- **Instructions for the task**
Where the line containing "once, by main." appears, end your copy; everything from the first line of the records below up to and including it must be reproduced exactly.

- **Records supplied**

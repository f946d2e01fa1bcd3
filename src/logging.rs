/*
 * logging.rs
 *
 * Cron jobs have no terminal, so the real log is syslog (LOG_CRON, with
 * our pid). Errors also go to stderr, which cron mails to the owner.
 * With -d everything down to debug goes to both.
 *
 * The rest of the crate only emits tracing events. Sinks are set up here,
 * once, by main.
 */

use std::ffi::{CStr, CString};
use std::fmt::{self, Write as _};
use std::sync::OnceLock;

use tracing::field::{Field, Visit};
use tracing::{Event, Level, Subscriber};
use tracing_subscriber::filter::LevelFilter;
use tracing_subscriber::layer::{Context, Layer};
use tracing_subscriber::prelude::*;

/* openlog keeps the pointer, so the ident has to outlive every syslog call */
static IDENT: OnceLock<CString> = OnceLock::new();

/// Where formatted syslog lines go. Swapped out in tests.
pub type SyslogSink = fn(priority: i32, message: &CStr);

fn send_to_syslog(priority: i32, message: &CStr) {
    // SAFETY: "%s" with one NUL-terminated string argument is a valid
    // format/argument pair; message outlives the call.
    unsafe {
        libc::syslog(priority, c"%s".as_ptr(), message.as_ptr());
    }
}

/// Map a tracing level onto a syslog priority.
#[must_use]
pub fn syslog_priority(level: &Level) -> i32 {
    match *level {
        Level::ERROR => libc::LOG_ERR,
        Level::WARN => libc::LOG_WARNING,
        Level::INFO => libc::LOG_INFO,
        _ => libc::LOG_DEBUG,
    }
}

/* "message" first, then any other fields as key=value */
#[derive(Default)]
struct MessageVisitor {
    message: String,
    fields: String,
}

impl Visit for MessageVisitor {
    fn record_str(&mut self, field: &Field, value: &str) {
        if field.name() == "message" {
            self.message.push_str(value);
        } else {
            let _ = write!(self.fields, " {}={}", field.name(), value);
        }
    }

    fn record_debug(&mut self, field: &Field, value: &dyn fmt::Debug) {
        if field.name() == "message" {
            let _ = write!(self.message, "{value:?}");
        } else {
            let _ = write!(self.fields, " {}={:?}", field.name(), value);
        }
    }
}

impl MessageVisitor {
    fn finish(self) -> String {
        let mut line = self.message;
        line.push_str(&self.fields);
        /* syslog takes a C string */
        line.retain(|c| c != '\0');
        line
    }
}

/// Forwards events to syslog(3).
pub struct SyslogLayer {
    sink: SyslogSink,
}

impl SyslogLayer {
    #[must_use]
    pub fn new() -> Self {
        Self { sink: send_to_syslog }
    }

    #[must_use]
    pub fn with_sink(sink: SyslogSink) -> Self {
        Self { sink }
    }
}

impl Default for SyslogLayer {
    fn default() -> Self {
        Self::new()
    }
}

impl<S: Subscriber> Layer<S> for SyslogLayer {
    fn on_event(&self, event: &Event<'_>, _ctx: Context<'_, S>) {
        let mut visitor = MessageVisitor::default();
        event.record(&mut visitor);
        if let Ok(line) = CString::new(visitor.finish()) {
            (self.sink)(syslog_priority(event.metadata().level()), &line);
        }
    }
}

/// Open syslog as `ident` under LOG_CRON.
pub fn open_syslog(ident: &str) {
    let ident = IDENT.get_or_init(|| {
        CString::new(ident).unwrap_or_else(|_| CString::from(c"cronutils"))
    });
    // SAFETY: ident is stored in a static and never dropped, as openlog requires.
    unsafe {
        libc::openlog(ident.as_ptr(), libc::LOG_PID | libc::LOG_ODELAY, libc::LOG_CRON);
    }
}

/// Install the global subscriber. Call once, before anything logs.
///
/// syslog gets INFO and up (DEBUG with `debug`); stderr gets ERROR only
/// (DEBUG with `debug`).
pub fn init(ident: &str, debug: bool) {
    open_syslog(ident);

    let (syslog_level, stderr_level) = if debug {
        (LevelFilter::DEBUG, LevelFilter::DEBUG)
    } else {
        (LevelFilter::INFO, LevelFilter::ERROR)
    };

    let stderr = tracing_subscriber::fmt::layer()
        .with_writer(std::io::stderr)
        .with_target(false)
        .with_ansi(false)
        .without_time()
        .with_filter(stderr_level);

    let _ = tracing_subscriber::registry()
        .with(SyslogLayer::new().with_filter(syslog_level))
        .with(stderr)
        .try_init();
}
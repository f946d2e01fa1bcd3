/*
 * signal.rs
 *
 * Signal numbers, names, and the sigaction plumbing the supervisor needs.
 *
 * Everything called from a handler lives here too: errno save/restore,
 * resetting to SIG_DFL, raise. Those must stay async-signal-safe, so no
 * allocation, no locks, no tracing.
 *
 * Local Signal enum with libc constants - no nix dependency.
 */

use crate::error::{CronError, Result};

/* POSIX signals as i32 values from libc. Copy/PartialEq for easy comparison. */
#[derive(Debug, Clone, Copy, PartialEq, Eq)]
#[repr(i32)]
pub enum Signal {
    SIGHUP = libc::SIGHUP,
    SIGINT = libc::SIGINT,
    SIGQUIT = libc::SIGQUIT,
    SIGILL = libc::SIGILL,
    SIGTRAP = libc::SIGTRAP,
    SIGABRT = libc::SIGABRT,
    SIGBUS = libc::SIGBUS,
    SIGFPE = libc::SIGFPE,
    SIGKILL = libc::SIGKILL,
    SIGUSR1 = libc::SIGUSR1,
    SIGSEGV = libc::SIGSEGV,
    SIGUSR2 = libc::SIGUSR2,
    SIGPIPE = libc::SIGPIPE,
    SIGALRM = libc::SIGALRM,
    SIGTERM = libc::SIGTERM,
    SIGCHLD = libc::SIGCHLD,
    SIGCONT = libc::SIGCONT,
    SIGSTOP = libc::SIGSTOP,
    SIGTSTP = libc::SIGTSTP,
    SIGTTIN = libc::SIGTTIN,
    SIGTTOU = libc::SIGTTOU,
    SIGURG = libc::SIGURG,
    SIGXCPU = libc::SIGXCPU,
    SIGXFSZ = libc::SIGXFSZ,
    SIGVTALRM = libc::SIGVTALRM,
    SIGPROF = libc::SIGPROF,
    SIGWINCH = libc::SIGWINCH,
    SIGIO = libc::SIGIO,
    SIGSYS = libc::SIGSYS,
}

/// The "please die" signals. If we get one of these the child group goes first.
pub const TERMINATION_SIGNALS: [Signal; 4] =
    [Signal::SIGINT, Signal::SIGHUP, Signal::SIGTERM, Signal::SIGQUIT];

impl Signal {
    /* convert from raw signal number */
    pub fn try_from_raw(num: i32) -> Option<Self> {
        match num {
            libc::SIGHUP => Some(Self::SIGHUP),
            libc::SIGINT => Some(Self::SIGINT),
            libc::SIGQUIT => Some(Self::SIGQUIT),
            libc::SIGILL => Some(Self::SIGILL),
            libc::SIGTRAP => Some(Self::SIGTRAP),
            libc::SIGABRT => Some(Self::SIGABRT),
            libc::SIGBUS => Some(Self::SIGBUS),
            libc::SIGFPE => Some(Self::SIGFPE),
            libc::SIGKILL => Some(Self::SIGKILL),
            libc::SIGUSR1 => Some(Self::SIGUSR1),
            libc::SIGSEGV => Some(Self::SIGSEGV),
            libc::SIGUSR2 => Some(Self::SIGUSR2),
            libc::SIGPIPE => Some(Self::SIGPIPE),
            libc::SIGALRM => Some(Self::SIGALRM),
            libc::SIGTERM => Some(Self::SIGTERM),
            libc::SIGCHLD => Some(Self::SIGCHLD),
            libc::SIGCONT => Some(Self::SIGCONT),
            libc::SIGSTOP => Some(Self::SIGSTOP),
            libc::SIGTSTP => Some(Self::SIGTSTP),
            libc::SIGTTIN => Some(Self::SIGTTIN),
            libc::SIGTTOU => Some(Self::SIGTTOU),
            libc::SIGURG => Some(Self::SIGURG),
            libc::SIGXCPU => Some(Self::SIGXCPU),
            libc::SIGXFSZ => Some(Self::SIGXFSZ),
            libc::SIGVTALRM => Some(Self::SIGVTALRM),
            libc::SIGPROF => Some(Self::SIGPROF),
            libc::SIGWINCH => Some(Self::SIGWINCH),
            libc::SIGIO => Some(Self::SIGIO),
            libc::SIGSYS => Some(Self::SIGSYS),
            _ => None,
        }
    }

    /* get raw signal number */
    #[inline]
    pub const fn as_raw(self) -> i32 {
        self as i32
    }
}

/* human-readable name for log lines */
#[must_use]
pub const fn signal_name(signal: Signal) -> &'static str {
    match signal {
        Signal::SIGHUP => "SIGHUP",
        Signal::SIGINT => "SIGINT",
        Signal::SIGQUIT => "SIGQUIT",
        Signal::SIGILL => "SIGILL",
        Signal::SIGTRAP => "SIGTRAP",
        Signal::SIGABRT => "SIGABRT",
        Signal::SIGBUS => "SIGBUS",
        Signal::SIGFPE => "SIGFPE",
        Signal::SIGKILL => "SIGKILL",
        Signal::SIGUSR1 => "SIGUSR1",
        Signal::SIGSEGV => "SIGSEGV",
        Signal::SIGUSR2 => "SIGUSR2",
        Signal::SIGPIPE => "SIGPIPE",
        Signal::SIGALRM => "SIGALRM",
        Signal::SIGTERM => "SIGTERM",
        Signal::SIGCHLD => "SIGCHLD",
        Signal::SIGCONT => "SIGCONT",
        Signal::SIGSTOP => "SIGSTOP",
        Signal::SIGTSTP => "SIGTSTP",
        Signal::SIGTTIN => "SIGTTIN",
        Signal::SIGTTOU => "SIGTTOU",
        Signal::SIGURG => "SIGURG",
        Signal::SIGXCPU => "SIGXCPU",
        Signal::SIGXFSZ => "SIGXFSZ",
        Signal::SIGVTALRM => "SIGVTALRM",
        Signal::SIGPROF => "SIGPROF",
        Signal::SIGWINCH => "SIGWINCH",
        Signal::SIGIO => "SIGIO",
        Signal::SIGSYS => "SIGSYS",
    }
}

/* name for a raw number, "signal N" style fallback for realtime signals */
#[must_use]
pub fn raw_signal_name(num: i32) -> String {
    Signal::try_from_raw(num).map_or_else(|| format!("signal {num}"), |s| signal_name(s).to_string())
}

/* errno lives in thread-local storage behind a libc accessor */
#[cfg(any(target_os = "linux", target_os = "android"))]
#[inline]
fn errno_location() -> *mut i32 {
    // SAFETY: __errno_location has no preconditions and always returns a valid
    // pointer to the calling thread's errno.
    unsafe { libc::__errno_location() }
}

#[cfg(not(any(target_os = "linux", target_os = "android")))]
#[inline]
fn errno_location() -> *mut i32 {
    // SAFETY: __error has no preconditions and always returns a valid pointer
    // to the calling thread's errno.
    unsafe { libc::__error() }
}

/// Current errno. Async-signal-safe.
#[inline]
pub fn errno() -> i32 {
    // SAFETY: errno_location returns a valid, aligned pointer for this thread.
    unsafe { *errno_location() }
}

/// Overwrite errno. Handlers use this to put back what they found.
#[inline]
pub fn set_errno(value: i32) {
    // SAFETY: errno_location returns a valid, aligned pointer for this thread.
    unsafe {
        *errno_location() = value;
    }
}

/// Handler signature for [`install_handler`].
pub type Handler = extern "C" fn(i32);

/// A disposition we replaced. Hand it back to [`SavedAction::restore`] when done.
pub struct SavedAction {
    signal: Signal,
    action: libc::sigaction,
}

impl SavedAction {
    pub fn signal(&self) -> Signal {
        self.signal
    }

    /// Put the previous disposition back.
    pub fn restore(self) -> Result<()> {
        // SAFETY: self.action was filled in by sigaction() for this signal, so it
        // is a valid sigaction struct. Passing null for oldact is allowed.
        let ret = unsafe { libc::sigaction(self.signal.as_raw(), &self.action, core::ptr::null_mut()) };
        if ret != 0 {
            return Err(CronError::SignalError(errno()));
        }
        Ok(())
    }
}

/* build a sigaction with the given handler and mask. no SA_RESTART:
 * we want waitpid/fcntl to come back with EINTR so the flags get checked. */
fn build_action(handler: Handler, mask: &[Signal]) -> libc::sigaction {
    // SAFETY: sigaction is a plain C struct, all-zero is a valid initial value.
    let mut sa: libc::sigaction = unsafe { core::mem::zeroed() };
    sa.sa_sigaction = handler as *const () as libc::sighandler_t;
    sa.sa_flags = 0;
    // SAFETY: sa.sa_mask is a valid sigset_t owned by sa.
    unsafe {
        libc::sigemptyset(&raw mut sa.sa_mask);
    }
    for sig in mask {
        // SAFETY: sa.sa_mask was initialized by sigemptyset, sig is a valid signal.
        unsafe {
            libc::sigaddset(&raw mut sa.sa_mask, sig.as_raw());
        }
    }
    sa
}

/// Install `handler` for `sig`, blocking `mask` while it runs.
///
/// Returns the disposition it replaced.
pub fn install_handler(sig: Signal, handler: Handler, mask: &[Signal]) -> Result<SavedAction> {
    let sa = build_action(handler, mask);
    // SAFETY: zeroed sigaction is a valid out-parameter for the old action.
    let mut old: libc::sigaction = unsafe { core::mem::zeroed() };
    // SAFETY: sa is fully initialized above, old is a valid out-pointer.
    let ret = unsafe { libc::sigaction(sig.as_raw(), &sa, &mut old) };
    if ret != 0 {
        return Err(CronError::SignalError(errno()));
    }
    Ok(SavedAction {
        signal: sig,
        action: old,
    })
}

/// Like [`install_handler`], but leave the signal alone if someone above us
/// set it to SIG_IGN. An explicit ignore is their policy, not ours to undo.
///
/// Returns `None` when the signal was ignored and nothing was installed.
pub fn install_handler_unless_ignored(
    sig: Signal,
    handler: Handler,
    mask: &[Signal],
) -> Result<Option<SavedAction>> {
    // SAFETY: zeroed sigaction is a valid out-parameter.
    let mut current: libc::sigaction = unsafe { core::mem::zeroed() };
    // SAFETY: null act means query only; current is a valid out-pointer.
    let ret = unsafe { libc::sigaction(sig.as_raw(), core::ptr::null(), &mut current) };
    if ret != 0 {
        return Err(CronError::SignalError(errno()));
    }
    if current.sa_sigaction == libc::SIG_IGN {
        return Ok(None);
    }
    install_handler(sig, handler, mask).map(Some)
}

/// Back to SIG_DFL. Async-signal-safe, errors ignored.
#[inline]
pub fn reset_default(sig: i32) {
    // SAFETY: signal() with SIG_DFL is async-signal-safe and valid for any
    // catchable signal number; an invalid one just returns SIG_ERR.
    unsafe {
        libc::signal(sig, libc::SIG_DFL);
    }
}

/// Send `sig` to ourselves. Async-signal-safe.
#[inline]
pub fn raise(sig: i32) {
    // SAFETY: raise() is async-signal-safe and has no memory preconditions.
    unsafe {
        libc::raise(sig);
    }
}

/// Write a fixed message to stderr from handler context.
///
/// write(2) is on the async-signal-safe list; eprintln! is not.
#[inline]
pub fn write_stderr_raw(msg: &[u8]) {
    // SAFETY: msg is a valid byte slice, fd 2 may be closed in which case
    // write returns EBADF and we ignore it.
    unsafe {
        libc::write(2, msg.as_ptr().cast(), msg.len());
    }
}

#[cfg(test)]
mod tests {
    use super::*;
    use std::sync::atomic::{AtomicI32, Ordering};

    #[test]
    fn test_as_raw() {
        assert_eq!(Signal::SIGTERM.as_raw(), libc::SIGTERM);
        assert_eq!(Signal::try_from_raw(libc::SIGHUP), Some(Signal::SIGHUP));
    }

    #[test]
    fn test_signal_name() {
        assert_eq!(signal_name(Signal::SIGTERM), "SIGTERM");
        assert_eq!(signal_name(Signal::SIGALRM), "SIGALRM");
    }

    #[test]
    fn test_raw_signal_name_fallback() {
        assert_eq!(raw_signal_name(libc::SIGINT), "SIGINT");
        assert_eq!(raw_signal_name(200), "signal 200");
    }

    #[test]
    fn test_try_from_raw_round_trip() {
        for sig in TERMINATION_SIGNALS {
            assert_eq!(Signal::try_from_raw(sig.as_raw()), Some(sig));
        }
        assert_eq!(Signal::try_from_raw(0), None);
    }

    #[test]
    fn test_errno_save_restore() {
        let saved = errno();
        set_errno(libc::EINTR);
        assert_eq!(errno(), libc::EINTR);
        set_errno(saved);
        assert_eq!(errno(), saved);
    }

    static SEEN: AtomicI32 = AtomicI32::new(0);

    extern "C" fn record(sig: i32) {
        SEEN.store(sig, Ordering::SeqCst);
    }

    /* SIGUSR2 is unused by the rest of the test suite */
    #[test]
    #[cfg(not(miri))]
    fn test_install_and_restore_handler() {
        let saved = install_handler(Signal::SIGUSR2, record, &[]).unwrap();
        assert_eq!(saved.signal(), Signal::SIGUSR2);
        raise(libc::SIGUSR2);
        assert_eq!(SEEN.load(Ordering::SeqCst), libc::SIGUSR2);
        saved.restore().unwrap();
    }
}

- **Output for this task**
repository f946d2e01fa1bcd3
filename src/logging.rs
/*
 * logging.rs
 *
 * Cron jobs have no terminal, so the real log is syslog (LOG_CRON, with
 * our pid). Errors also go to stderr, which cron mails to the owner.
 * With -d everything down to debug goes to both.
 *
 * The rest of the crate only emits tracing events. Sinks are set up here,
 * once, by main.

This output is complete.